One insight I’m excited about is that I believe “bottom-up” matching plays nicer with theories than top-down matching, but I haven’t reached a point of clarity in application where I’m sure this is true. The point is that for bottom-up matching, you really only need a notion of reduction, which is easier to apply in a theory-specific way. You’re also only dealing with very down-to-earth entities, whereas top-down matching is in a sense dealing with “less down-to-earth” residual patterns.

For example, in AC matching, it is difficult to guess the correct matching of sub-terms to top-down pattern parts. While bottom-up, we just need to normalize (sort and flatten) the current guess term.

Zooming in feels easier to me from the bottom up.

These different approaches are all contained in a relative fit that can go bottom up, top down, side to side. But there is simplicity here.

Range orders, analyzes and extraction

Also, I said at one point in the last post that I don’t know if GRS has a concept of extraction surgeries, but I’m not so sure that’s true anymore. Using analytics to build a custom ground term order and then just extracting a term reduction relative to the GRS seems to work pretty well

It is interesting to use the term order as the tie breaker in the finding of the intentional union. This is at least a significant tie breaker, while using max/min eid can’t be that meaningful semantically because the eid number itself is not significant (this is not quite true because eid tends to be related to age/distance from original terms as in aegraph)

The design space of term orders is very interesting. Especially when I only care about land terms.

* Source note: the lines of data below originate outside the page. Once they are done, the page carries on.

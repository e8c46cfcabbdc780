//! Partitioning of normalized entries into maximal runs of consecutive values.

use crate::ConstantEntry;

/// A maximal block of entries whose values are consecutive integers.
///
/// Borrows its members from the normalized entry list. Never empty.
#[derive(Debug, Clone, Copy, PartialEq, Eq)]
pub struct Run<'a> {
    members: &'a [ConstantEntry],
}

impl<'a> Run<'a> {
    /// Members in ascending value order.
    pub fn members(&self) -> &'a [ConstantEntry] {
        self.members
    }

    pub fn min(&self) -> i128 {
        self.ensure_first().value
    }

    pub fn max(&self) -> i128 {
        self.ensure_last().value
    }

    pub fn len(&self) -> usize {
        self.members.len()
    }

    pub fn is_empty(&self) -> bool {
        self.members.is_empty()
    }

    pub fn contains(&self, value: i128) -> bool {
        (self.min()..=self.max()).contains(&value)
    }
}

/// Split sorted unique entries into maximal runs, in ascending order.
///
/// Panics if `entries` is not strictly ascending by value; callers must
/// pass the output of [`normalize`](crate::normalize).
pub fn partition(entries: &[ConstantEntry]) -> Vec<Run<'_>> {
    crate::invariants::assert_strictly_ascending(entries);

    let mut runs = Vec::new();
    let mut start = 0;
    for end in 1..=entries.len() {
        let closes = end == entries.len() || entries[end].value != entries[end - 1].value + 1;
        if closes {
            runs.push(Run {
                members: &entries[start..end],
            });
            start = end;
        }
    }
    runs
}
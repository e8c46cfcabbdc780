//! Lookup tables built from an encoding plan.
//!
//! A [`NameTable`] owns everything the emitter and the lookup engine need:
//! one [`RangeTable`] per run for range encodings, or a [`MapTable`] for the
//! map encoding. It no longer borrows the analyzed entries.

mod string_table;


pub use string_table::{StringTable, StringTableBuilder, width_for_len};

use enumstr_core::{IntRepr, Run};

use crate::plan::{EncodingCost, EncodingKind, EncodingPlan};

/// Names of one run, addressed by `value - min`.
#[derive(Debug, Clone, PartialEq, Eq)]
pub struct RangeTable {
    min: i128,
    max: i128,
    names: StringTable,
}

impl RangeTable {
    pub fn from_run(run: &Run<'_>) -> Self {
        Self {
            min: run.min(),
            max: run.max(),
            names: run.members().iter().map(|e| e.name.as_str()).collect(),
        }
    }

    pub fn min(&self) -> i128 {
        self.min
    }

    pub fn max(&self) -> i128 {
        self.max
    }

    pub fn names(&self) -> &StringTable {
        &self.names
    }

    pub fn len(&self) -> usize {
        self.names.len()
    }

    pub fn is_empty(&self) -> bool {
        self.names.is_empty()
    }

    pub fn contains(&self, value: i128) -> bool {
        (self.min..=self.max).contains(&value)
    }

    /// Name for `value`, or `None` outside `[min, max]`.
    pub fn get(&self, value: i128) -> Option<&str> {
        if !self.contains(value) {
            return None;
        }
        self.names.get((value - self.min) as usize)
    }
}

/// Sorted value/name pairs for sparse sets.
#[derive(Debug, Clone, PartialEq, Eq)]
pub struct MapTable {
    entries: Vec<(i128, String)>,
}

impl MapTable {
    /// Entries ascending by value.
    pub fn entries(&self) -> &[(i128, String)] {
        &self.entries
    }

    pub fn len(&self) -> usize {
        self.entries.len()
    }

    pub fn is_empty(&self) -> bool {
        self.entries.is_empty()
    }

    pub fn get(&self, value: i128) -> Option<&str> {
        self.entries
            .binary_search_by_key(&value, |(v, _)| *v)
            .ok()
            .map(|pos| self.entries[pos].1.as_str())
    }
}

/// The built tables of one encoding.
#[derive(Debug, Clone, PartialEq, Eq)]
pub enum TableSet {
    Single(RangeTable),
    Split(Vec<RangeTable>),
    Map(MapTable),
}

impl TableSet {
    pub fn from_plan(plan: &EncodingPlan<'_>) -> Self {
        match plan {
            EncodingPlan::Single(run) => TableSet::Single(RangeTable::from_run(run)),
            EncodingPlan::Split(runs) => {
                TableSet::Split(runs.iter().map(RangeTable::from_run).collect())
            }
            EncodingPlan::MapTable(map) => {
                let mut entries: Vec<(i128, String)> = map
                    .iter()
                    .map(|(&value, &name)| (value, name.to_string()))
                    .collect();
                entries.sort_by_key(|(value, _)| *value);
                TableSet::Map(MapTable { entries })
            }
        }
    }

    pub fn kind(&self) -> EncodingKind {
        match self {
            TableSet::Single(_) => EncodingKind::Single,
            TableSet::Split(_) => EncodingKind::Split,
            TableSet::Map(_) => EncodingKind::Map,
        }
    }

    /// Range tables in ascending order; empty for the map encoding.
    pub fn ranges(&self) -> &[RangeTable] {
        match self {
            TableSet::Single(table) => std::slice::from_ref(table),
            TableSet::Split(tables) => tables,
            TableSet::Map(_) => &[],
        }
    }
}

/// Lookup tables for one declared type.
#[derive(Debug, Clone, PartialEq, Eq)]
pub struct NameTable {
    pub(crate) type_name: String,
    pub(crate) repr: IntRepr,
    pub(crate) tables: TableSet,
    pub(crate) cost: EncodingCost,
    /// Constants before deduplication.
    pub(crate) declared: usize,
}

impl NameTable {
    pub fn type_name(&self) -> &str {
        &self.type_name
    }

    pub fn repr(&self) -> IntRepr {
        self.repr
    }

    pub fn tables(&self) -> &TableSet {
        &self.tables
    }

    pub fn kind(&self) -> EncodingKind {
        self.tables.kind()
    }

    pub fn cost(&self) -> &EncodingCost {
        &self.cost
    }

    /// Constants as declared, aliases included.
    pub fn declared(&self) -> usize {
        self.declared
    }

    /// Distinct values with a name.
    pub fn unique(&self) -> usize {
        self.cost.members
    }

    /// Every (value, name) pair, ascending by value.
    pub fn entries(&self) -> Vec<(i128, &str)> {
        match &self.tables {
            TableSet::Map(map) => map
                .entries()
                .iter()
                .map(|(value, name)| (*value, name.as_str()))
                .collect(),
            TableSet::Single(_) | TableSet::Split(_) => self
                .tables
                .ranges()
                .iter()
                .flat_map(|range| {
                    range
                        .names()
                        .iter()
                        .enumerate()
                        .map(move |(k, name)| (range.min() + k as i128, name))
                })
                .collect(),
        }
    }
}
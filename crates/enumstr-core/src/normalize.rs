//! Entry normalization: deduplicate by value, sort ascending.

use crate::ConstantEntry;

/// Deduplicate entries by value and sort them ascending by value.
///
/// Among entries sharing a value, the one with the smallest declaration
/// order is kept; later aliases are dropped. Values are `i128`, so unsigned
/// types sort by their unsigned magnitude.
pub fn normalize(entries: &[ConstantEntry]) -> Vec<ConstantEntry> {
    let mut sorted: Vec<&ConstantEntry> = entries.iter().collect();
    sorted.sort_by_key(|e| (e.value, e.order));
    // Keeps the first of each equal-value group, which has the lowest order.
    sorted.dedup_by_key(|e| e.value);
    sorted.into_iter().cloned().collect()
}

Interpretive orders for lattices. Section 5.3 of the TRAAT.

scope of escape

I go back and forth if x-x = 0 OK or not. If x Supposed to be a bound variable, x can slip out of its scope if you consider using it as a right-to-left replacement. Although it is possible to interpret the terms with free variables, maybe the scope escape is not so bad. I suspect that a variation of the targeted association finding and “scope tagging” could be used on eids sites to prevent this if it’s worth it (scoped association findings).

accidental capture

It is more clear that the problem is accidental capture. foo ?a => x foo ?a . If you use de Bruyne numbers, you need to upload free metrics in ?a. If you go by name, I don’t know how to do alpha equiv, and you should know that there is none x B ?a (the free var set, made in egglog). Do not know.

Are lambda terms really ground?
Do I want beta or will only alpha be good enough?

After messing around with log-tk, I decided to experiment more bare bones, using my own naive term representation. git commit
I constantly have to fight the urge to worry about performance at all. That’s not my concern yet. I don’t even know what exactly I’m trying to build.

Going for a full form of ground terms. It’s interesting from the point of view of trying HOL without a lambda and eventually adding a lambda.

type term = Const of string | App of term * term

It may be desirable to compress partially applied terms into a App of term array constructor as optimization. More verbal types Lit of lit could be interesting

I specifically fight the temptation to hash cons everything and keep all term stats as depth even though it’s so easy.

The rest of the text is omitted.